Pineapple Ball

There is always a new recipe trending when it nears Chinese New Year. This was from 2018 trending recipe which as usual has been adapted to suit my taste buds. The original recipe was from Ann Low Melt in your mouth Pineapple Tarts

This is mine……………..

Pineapple Ball

Ingredients: makes about 48 flaky balls

227g (8oz) unsalted butter, diced

275g (about 2-1/3 cup) plain / all-purpose flour

1/2 teaspoon salt

3 tablespoon milk powder (or 3 tablespoon cornstarch or custard powder)

2 tablespoons icing sugar

1 egg yolk

1 tablespoon cold water (ice water)

Pineapple filling (store bought. Shaped into balls of about 8g weight, using a melon scoop is a great measure)

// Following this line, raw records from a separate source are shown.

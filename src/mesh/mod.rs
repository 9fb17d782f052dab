//! Indexed triangle mesh and STL decoding.
//!
//! The loader accepts both ASCII and binary STL. Vertices are deduplicated
//! into an indexed mesh so structural queries (watertightness, winding
//! consistency, Euler number) are meaningful; raw STL stores one vertex
//! triple per facet with no connectivity.

use std::collections::HashMap;
use std::fmt;
use std::fs;
use std::path::Path;

use thiserror::Error;

/// Binary STL layout: 80-byte header + 4-byte triangle count.
pub const BINARY_STL_HEADER_LEN: u64 = 84;

/// Binary STL layout: bytes per triangle record (normal + 3 vertices + attr).
pub const BINARY_STL_TRIANGLE_LEN: u64 = 50;

/// Errors produced while decoding a mesh file.
#[derive(Debug, Error)]
pub enum MeshError {
    /// The file could not be read.
    #[error("failed to read mesh file: {0}")]
    Io(#[from] std::io::Error),

    /// The bytes do not form a recognizable STL body.
    #[error("malformed STL data: {reason}")]
    Malformed {
        /// What was wrong with the data.
        reason: String,
    },

    /// The file parsed but contained no usable geometry.
    #[error("mesh contains no triangles")]
    Empty,
}

impl MeshError {
    fn malformed(reason: impl Into<String>) -> Self {
        Self::Malformed {
            reason: reason.into(),
        }
    }
}

/// An indexed triangle mesh.
#[derive(Debug, Clone, Default)]
pub struct TriMesh {
    /// Unique vertex positions.
    pub vertices: Vec<[f32; 3]>,
    /// Triangles as indices into `vertices`.
    pub faces: Vec<[u32; 3]>,
}

/// Connectivity-derived structural properties of a mesh.
#[derive(Debug, Clone, Copy, PartialEq, Eq)]
pub struct MeshTopology {
    /// Number of distinct undirected edges.
    pub edge_count: usize,
    /// True when every edge is shared by exactly two faces.
    pub is_watertight: bool,
    /// True when every shared edge is traversed in opposite directions by
    /// its two faces.
    pub is_winding_consistent: bool,
}

impl TriMesh {
    /// Returns true when the mesh has no vertices or no faces.
    #[must_use]
    pub fn is_empty(&self) -> bool {
        self.vertices.is_empty() || self.faces.is_empty()
    }

    /// Axis-aligned bounds as (min, max), or `None` for an empty mesh.
    #[must_use]
    pub fn bounds(&self) -> Option<([f32; 3], [f32; 3])> {
        let mut iter = self.vertices.iter();
        let first = *iter.next()?;
        let mut min = first;
        let mut max = first;
        for v in iter {
            for axis in 0..3 {
                min[axis] = min[axis].min(v[axis]);
                max[axis] = max[axis].max(v[axis]);
            }
        }
        Some((min, max))
    }

    /// Geometric center of the bounding box.
    #[must_use]
    pub fn centroid(&self) -> [f32; 3] {
        match self.bounds() {
            Some((min, max)) => [
                (min[0] + max[0]) / 2.0,
                (min[1] + max[1]) / 2.0,
                (min[2] + max[2]) / 2.0,
            ],
            None => [0.0; 3],
        }
    }

    /// Largest bounding-box extent across the three axes.
    #[must_use]
    pub fn max_extent(&self) -> f32 {
        match self.bounds() {
            Some((min, max)) => (max[0] - min[0])
                .max(max[1] - min[1])
                .max(max[2] - min[2]),
            None => 0.0,
        }
    }

    /// Computes edge-based structural properties in one pass.
    #[must_use]
    pub fn topology(&self) -> MeshTopology {
        // Undirected edge -> (times seen, forward traversals a < b).
        let mut edges: HashMap<(u32, u32), (u32, u32)> = HashMap::new();
        for face in &self.faces {
            for (a, b) in [
                (face[0], face[1]),
                (face[1], face[2]),
                (face[2], face[0]),
            ] {
                let key = (a.min(b), a.max(b));
                let entry = edges.entry(key).or_insert((0, 0));
                entry.0 += 1;
                if a < b {
                    entry.1 += 1;
                }
            }
        }

        let is_watertight = !edges.is_empty() && edges.values().all(|&(count, _)| count == 2);
        // Consistent winding means the two faces sharing an edge traverse it
        // in opposite directions: one forward, one backward.
        let is_winding_consistent = edges
            .values()
            .all(|&(count, forward)| count != 2 || forward == 1);

        MeshTopology {
            edge_count: edges.len(),
            is_watertight,
            is_winding_consistent,
        }
    }

    /// Euler characteristic `V - E + F`.
    #[must_use]
    pub fn euler_number(&self) -> i64 {
        let v = self.vertices.len() as i64;
        let e = self.topology().edge_count as i64;
        let f = self.faces.len() as i64;
        v - e + f
    }
}

impl fmt::Display for TriMesh {
    fn fmt(&self, f: &mut fmt::Formatter<'_>) -> fmt::Result {
        write!(
            f,
            "TriMesh({} vertices, {} faces)",
            self.vertices.len(),
            self.faces.len()
        )
    }
}

/// Builder that deduplicates vertex positions while accumulating faces.
#[derive(Default)]
struct MeshBuilder {
    mesh: TriMesh,
    index: HashMap<[u32; 3], u32>,
}

impl MeshBuilder {
    fn push_vertex(&mut self, v: [f32; 3]) -> u32 {
        // Key on bit patterns: exact duplicates collapse, NaN payloads stay
        // distinct instead of poisoning equality.
        let key = [v[0].to_bits(), v[1].to_bits(), v[2].to_bits()];
        if let Some(&idx) = self.index.get(&key) {
            return idx;
        }
        let idx = self.mesh.vertices.len() as u32;
        self.mesh.vertices.push(v);
        self.index.insert(key, idx);
        idx
    }

    fn push_triangle(&mut self, a: [f32; 3], b: [f32; 3], c: [f32; 3]) {
        let ia = self.push_vertex(a);
        let ib = self.push_vertex(b);
        let ic = self.push_vertex(c);
        self.mesh.faces.push([ia, ib, ic]);
    }

    fn finish(self) -> Result<TriMesh, MeshError> {
        if self.mesh.is_empty() {
            return Err(MeshError::Empty);
        }
        Ok(self.mesh)
    }
}

/// Returns true when the bytes look like an ASCII STL body: the header
/// starts with `solid` after whitespace and the first 80 bytes carry no NUL.
#[must_use]
pub fn looks_like_ascii_stl(head: &[u8]) -> bool {
    let trimmed = trim_ascii_start(head);
    trimmed.starts_with(b"solid") && !head.iter().take(80).any(|&b| b == 0)
}

fn trim_ascii_start(bytes: &[u8]) -> &[u8] {
    let start = bytes
        .iter()
        .position(|b| !b.is_ascii_whitespace())
        .unwrap_or(bytes.len());
    &bytes[start..]
}

/// Loads an STL file from disk, deciding the variant from the header.
pub fn load_stl(path: &Path) -> Result<TriMesh, MeshError> {
    let data = fs::read(path)?;
    if looks_like_ascii_stl(&data) {
        parse_ascii_stl(&data)
    } else {
        parse_binary_stl(&data)
    }
}

/// Parses a binary STL body: 80-byte header, little-endian u32 triangle
/// count, then 50-byte records.
pub fn parse_binary_stl(data: &[u8]) -> Result<TriMesh, MeshError> {
    if (data.len() as u64) < BINARY_STL_HEADER_LEN {
        return Err(MeshError::malformed(format!(
            "binary STL requires at least {BINARY_STL_HEADER_LEN} bytes, got {}",
            data.len()
        )));
    }

    let count_bytes: [u8; 4] = data[80..84]
        .try_into()
        .map_err(|_| MeshError::malformed("unreadable triangle count"))?;
    let triangle_count = u32::from_le_bytes(count_bytes) as u64;

    let required = BINARY_STL_HEADER_LEN + triangle_count * BINARY_STL_TRIANGLE_LEN;
    if (data.len() as u64) < required {
        return Err(MeshError::malformed(format!(
            "header declares {triangle_count} triangles ({required} bytes) but file is {} bytes",
            data.len()
        )));
    }

    let mut builder = MeshBuilder::default();
    let mut offset = BINARY_STL_HEADER_LEN as usize;
    for _ in 0..triangle_count {
        // Skip the 12-byte facet normal; it is recomputed when needed.
        let verts = read_vec3(data, offset + 12)
            .zip(read_vec3(data, offset + 24))
            .zip(read_vec3(data, offset + 36));
        match verts {
            Some(((a, b), c)) => builder.push_triangle(a, b, c),
            None => return Err(MeshError::malformed("truncated triangle record")),
        }
        offset += BINARY_STL_TRIANGLE_LEN as usize;
    }

    builder.finish()
}

fn read_vec3(data: &[u8], offset: usize) -> Option<[f32; 3]> {
    let mut out = [0.0f32; 3];
    for (i, slot) in out.iter_mut().enumerate() {
        let start = offset + i * 4;
        let bytes: [u8; 4] = data.get(start..start + 4)?.try_into().ok()?;
        *slot = f32::from_le_bytes(bytes);
    }
    Some(out)
}

/// Parses an ASCII STL body (`solid` / `facet` / `vertex x y z` tokens).
pub fn parse_ascii_stl(data: &[u8]) -> Result<TriMesh, MeshError> {
    let text = std::str::from_utf8(data)
        .map_err(|_| MeshError::malformed("ASCII STL contains invalid UTF-8"))?;

    let mut builder = MeshBuilder::default();
    let mut pending: Vec<[f32; 3]> = Vec::with_capacity(3);

    for line in text.lines() {
        let mut tokens = line.split_whitespace();
        match tokens.next() {
            Some("vertex") => {
                let vertex = parse_vertex(tokens)
                    .ok_or_else(|| MeshError::malformed(format!("bad vertex line: {line}")))?;
                pending.push(vertex);
            }
            Some("endfacet") => {
                if pending.len() != 3 {
                    return Err(MeshError::malformed(format!(
                        "facet closed with {} vertices",
                        pending.len()
                    )));
                }
                builder.push_triangle(pending[0], pending[1], pending[2]);
                pending.clear();
            }
            _ => {}
        }
    }

    if !pending.is_empty() {
        return Err(MeshError::malformed("unterminated facet at end of file"));
    }

    builder.finish()
}

fn parse_vertex<'a>(mut tokens: impl Iterator<Item = &'a str>) -> Option<[f32; 3]> {
    let x = tokens.next()?.parse().ok()?;
    let y = tokens.next()?.parse().ok()?;
    let z = tokens.next()?.parse().ok()?;
    Some([x, y, z])
}

#[cfg(test)]
#[allow(clippy::unwrap_used)]
pub mod testutil {
    //! Deterministic STL fixtures shared by unit and integration tests.

    /// Serializes triangles (as vertex triples) into a binary STL body.
    #[must_use]
    pub fn binary_stl(triangles: &[[[f32; 3]; 3]]) -> Vec<u8> {
        let mut out = vec![0u8; 80];
        out.extend_from_slice(&(triangles.len() as u32).to_le_bytes());
        for tri in triangles {
            out.extend_from_slice(&[0u8; 12]); // normal, unused
            for v in tri {
                for c in v {
                    out.extend_from_slice(&c.to_le_bytes());
                }
            }
            out.extend_from_slice(&[0u8; 2]); // attribute byte count
        }
        out
    }

    /// A unit tetrahedron: the smallest watertight mesh.
    #[must_use]
    pub fn tetrahedron() -> Vec<[[f32; 3]; 3]> {
        let a = [0.0, 0.0, 0.0];
        let b = [1.0, 0.0, 0.0];
        let c = [0.0, 1.0, 0.0];
        let d = [0.0, 0.0, 1.0];
        // Outward-facing winding for every face.
        vec![[a, c, b], [a, b, d], [b, c, d], [a, d, c]]
    }
}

  • Sieve flour, salt, milk powder & icing sugar into a mixing bowl.
  • Add in the butter, using a dough hook, mix till the mixture is crumbly.
  • Beat the egg yolk with the water in a small bowl before adding to the dough.
  • Stop mixing when the dough comes together.
  • Place in a plastic bag and store in the fridge at least 30 minutes before using.
  • Split the dough into portions of about 11g each.
  • Watch the video below on how to roll the pineapple filling into the dough.
  • Preheat oven to 180ºC (375ºF) and bake the balls for 15-20 minutes.

  • Optional for you to glaze the balls with egg yolk mixed with 2 tablespoon of water. Brush over the pastry before baking for a slightly golden bake on the top. For a full glaze, brush glaze immediately after baking.
  • Cool on rack and pack into containers of choice.